At its most basic level, Add is an eight-part multitimbral sample player with all of the usual synthesis functions. Each of these eight parts can consist of up to four separate layers.
A typical Add patch starts with a sample (or a group of samples) being assigned to various keys in a keygroup. These samples might be multisamples of a single instrument, or the products of a beat slicer such as ReCycle! or BeatCreator.
It's at the keygroup level that you find most of the familiar synthesis options. There's a pair of syncable step LFOs and a pair of AHDSR-style envelope generators. The filters are multimode and offer low-pass, high-pass, dual-bandpass and notch settings.
These features provide a whole load of timbre-twisting power, and it's easy enough to render a completely new sound from even the most hackneyed loop.
You may have noted that the above description could apply to any number of ROMplers, both hard and soft. But Add breaks away from the mould in the way that its onboard sounds are played back.
Sure, you can trigger them one note at a time - just as you might a SampleTank or Ravity patch - but the real fun lies in using the Realtime Phrase Sequencer.
The RPS is able to call upon the vast number of included patterns (or 'clips') and also import standard MIDI files (such as those rendered in an external beat slicing tool or just about any DAW). As with the samples, each clip can be given a certain key range, and up to 128 clips are available for each of the eight parts.
Any clip can be edited - or new clips created - via the piano roll editor. There are loads of humanise and swing functions on offer to spice up your patterns; you can humanise note lengths, velocity levels and more. A lot of mileage can be had from the onboard clips if you alter and enhance them in this way.

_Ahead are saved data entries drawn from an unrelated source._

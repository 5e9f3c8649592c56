//! Package context shared by the commands

use anyhow::Result;
use ensurebin_core::PackageLayout;
use ensurebin_core::config::Manifest;
use std::path::PathBuf;

pub struct Context {
    pub root: PathBuf,
    pub manifest: Manifest,
    pub layout: PackageLayout,
}

impl Context {
    /// Loads the manifest of the package at `package_dir` (or the current directory)
    ///
    /// # Errors
    ///
    /// Returns an error if the manifest is missing or invalid.
    pub fn load(package_dir: Option<PathBuf>) -> Result<Self> {
        let root = match package_dir {
            Some(dir) => dir,
            None => std::env::current_dir()?,
        };
        let root = std::path::absolute(&root)?;

        let manifest = Manifest::from_file(PackageLayout::manifest_path(&root))?;
        let layout = PackageLayout::new(&root, &manifest);

        Ok(Self {
            root,
            manifest,
            layout,
        })
    }
}
//! Location record - persisted pointer to the last resolved binary
//!
//! The record is a small TOML file (`location.toml`) living in the package's
//! lib directory:
//!
//! ```toml
//! location = "bin/phantomjs"
//! platform = "linux"
//! arch = "x64"
//! source = "download"
//! resolved_at = "2026-01-15T10:00:00Z"
//! ```
//!
//! `location` is relative to the directory containing the record (or
//! absolute when the binary lives on another root). `platform`/`arch` are
//! only written when both are identifier-safe (ASCII alphanumeric), so odd
//! override values can never corrupt the file; a record without them never
//! matches a target and is ignored by readers.
//!
//! Reading never fails: a missing or malformed record is simply "no record".

use chrono::{DateTime, Utc};
use log::debug;
use serde::{Deserialize, Serialize};
use std::fmt;
use std::io::Write;
use std::path::{Path, PathBuf};
use tempfile::NamedTempFile;

use crate::error::{EnsurebinError, Result};
use crate::path::{has_absolute_or_rooted_component, normalize_lexically, relative_path};
use crate::platform::PlatformArch;

/// Which ladder step produced the recorded binary
#[derive(Debug, Clone, Copy, Serialize, Deserialize, PartialEq, Eq)]
#[serde(rename_all = "lowercase")]
pub enum BinarySource {
    /// Previously recorded binary, re-verified
    Local,
    /// Standalone binary found on the search path
    Path,
    /// Binary owned by a prior global install, found through its wrapper
    Global,
    /// Freshly downloaded
    Download,
}

impl fmt::Display for BinarySource {
    fn fmt(&self, f: &mut fmt::Formatter<'_>) -> fmt::Result {
        match self {
            BinarySource::Local => write!(f, "local"),
            BinarySource::Path => write!(f, "path"),
            BinarySource::Global => write!(f, "global"),
            BinarySource::Download => write!(f, "download"),
        }
    }
}

#[derive(Debug, Clone, Serialize, Deserialize, PartialEq, Eq)]
pub struct LocationRecord {
    pub location: String,
    #[serde(default, skip_serializing_if = "Option::is_none")]
    pub platform: Option<String>,
    #[serde(default, skip_serializing_if = "Option::is_none")]
    pub arch: Option<String>,
    #[serde(default, skip_serializing_if = "Option::is_none")]
    pub source: Option<BinarySource>,
    #[serde(default, skip_serializing_if = "Option::is_none")]
    pub resolved_at: Option<DateTime<Utc>>,
}

/// A record read back from disk with its location resolved
#[derive(Debug, Clone, PartialEq, Eq)]
pub struct RecordedBinary {
    pub path: PathBuf,
    pub record: LocationRecord,
}

impl LocationRecord {
    pub fn new(location: &Path, target: &PlatformArch, source: BinarySource) -> Result<Self> {
        let location = location
            .to_str()
            .ok_or_else(|| {
                EnsurebinError::LocationWriteError(format!(
                    "binary path is not valid UTF-8: {}",
                    location.display()
                ))
            })?
            .to_string();

        let platform = target.platform.as_str();
        let arch = target.arch.as_str();
        let (platform, arch) = if is_identifier_safe(platform) && is_identifier_safe(arch) {
            (Some(platform.to_string()), Some(arch.to_string()))
        } else {
            (None, None)
        };

        Ok(Self {
            location,
            platform,
            arch,
            source: Some(source),
            resolved_at: Some(Utc::now()),
        })
    }

    pub fn matches(&self, target: &PlatformArch) -> bool {
        self.platform.as_deref() == Some(target.platform.as_str())
            && self.arch.as_deref() == Some(target.arch.as_str())
    }
}

impl RecordedBinary {
    pub fn matches(&self, target: &PlatformArch) -> bool {
        self.record.matches(target)
    }
}

fn is_identifier_safe(value: &str) -> bool {
    value.chars().all(|c| c.is_ascii_alphanumeric())
}

/// Writes the record at `record_path`, replacing any previous one
///
/// `binary` may be absolute or relative to the record's directory.
pub fn write_location(
    record_path: &Path,
    binary: &Path,
    target: &PlatformArch,
    source: BinarySource,
) -> Result<LocationRecord> {
    let record_dir = record_dir(record_path);
    let location = if has_absolute_or_rooted_component(binary) {
        relative_path(&std::path::absolute(&record_dir)?, binary)
    } else {
        binary.to_path_buf()
    };

    let record = LocationRecord::new(&location, target, source)?;
    let content = toml::to_string(&record)
        .map_err(|e| EnsurebinError::LocationWriteError(format!("Failed to serialize: {e}")))?;

    debug!("Writing location record {}", record_path.display());
    atomic_write(&content, record_path, &record_dir)?;
    Ok(record)
}

/// Reads the record at `record_path`, resolving its location
///
/// Returns `None` when the file is missing or malformed.
pub fn read_location(record_path: &Path) -> Option<RecordedBinary> {
    let content = std::fs::read_to_string(record_path).ok()?;
    let record: LocationRecord = match toml::from_str(&content) {
        Ok(record) => record,
        Err(e) => {
            debug!(
                "Ignoring malformed location record {}: {}",
                record_path.display(),
                e
            );
            return None;
        }
    };

    let path = normalize_lexically(&record_dir(record_path).join(&record.location));
    Some(RecordedBinary { path, record })
}

/// Binary recorded in `record_path`, for downstream callers
///
/// # Errors
///
/// `LOCATION_NOT_FOUND` when there is no readable record or the recorded
/// file no longer exists.
pub fn resolved_binary(record_path: &Path) -> Result<RecordedBinary> {
    read_location(record_path)
        .filter(|recorded| recorded.path.is_file())
        .ok_or_else(|| EnsurebinError::LocationNotFound {
            path: record_path.to_path_buf(),
        })
}

fn record_dir(record_path: &Path) -> PathBuf {
    record_path
        .parent()
        .map(Path::to_path_buf)
        .unwrap_or_default()
}

fn atomic_write(content: &str, path: &Path, parent: &Path) -> Result<()> {
    let write_err = |what: &str, e: std::io::Error| {
        EnsurebinError::LocationWriteError(format!("{what} {}: {e}", path.display()))
    };

    let parent = if parent.as_os_str().is_empty() {
        Path::new(".")
    } else {
        parent
    };
    std::fs::create_dir_all(parent).map_err(|e| write_err("Failed to create directory for", e))?;

    let mut temp_file =
        NamedTempFile::new_in(parent).map_err(|e| write_err("Failed to stage", e))?;
    temp_file
        .write_all(content.as_bytes())
        .map_err(|e| write_err("Failed to write", e))?;
    temp_file
        .as_file()
        .sync_all()
        .map_err(|e| write_err("Failed to sync", e))?;
    temp_file
        .persist(path)
        .map_err(|e| write_err("Failed to persist", e.error))?;

    Ok(())
}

The quality of the supplied clips is pretty good (as is that of the samples), and you can have fun mixing and matching different sounds with different clips. We got some intriguing results when we assigned a drum clip to a bass sound, for example.
As we suggested earlier, there's nothing particularly innovative or new here, and some people will have no need or desire to augment the loop functions offered by their host sequencers. That said, even Live users might find that the included MIDI files and 200MB+ of samples could be worth the 139 euros that Mesa+ are asking for Add.
The software isn't perfect, though - CPU usage is a bit higher than we expected, for a start. Granted, we tested Add on an AMD 1900+ that could hardly be described as cutting edge, but 30% or more of it was chomped up by a single note of some patches. We can play many more samples in Kontakt without generating numbers like that.
The GUI isn't exactly inviting, either, though once you get used to it, you can find your way around easily enough. Still, we can't help but be reminded of the crowded and uninspiring LCD screens on our old hardware workstations.
Another problem revealed itself when we were recording a track with Add in Sonar. Once, when we clicked stop in the transport bar, Add kept bopping along and refused to shut up. In the end, we had to change the patch to get it to stop playing. This might not be a major issue, but you certainly wouldn't want it to happen in a live environment.
Despite these quirks, we've had a lot of fun with Add, and you might too. There is a demo available on the Mesa+ website, and although it lacks much of the full version's content, it'll still give you a pretty good idea of what the software is all about.
Add isn't an essential tool, but neither is it inconsequential, and it might just provide you with some much-needed inspiration.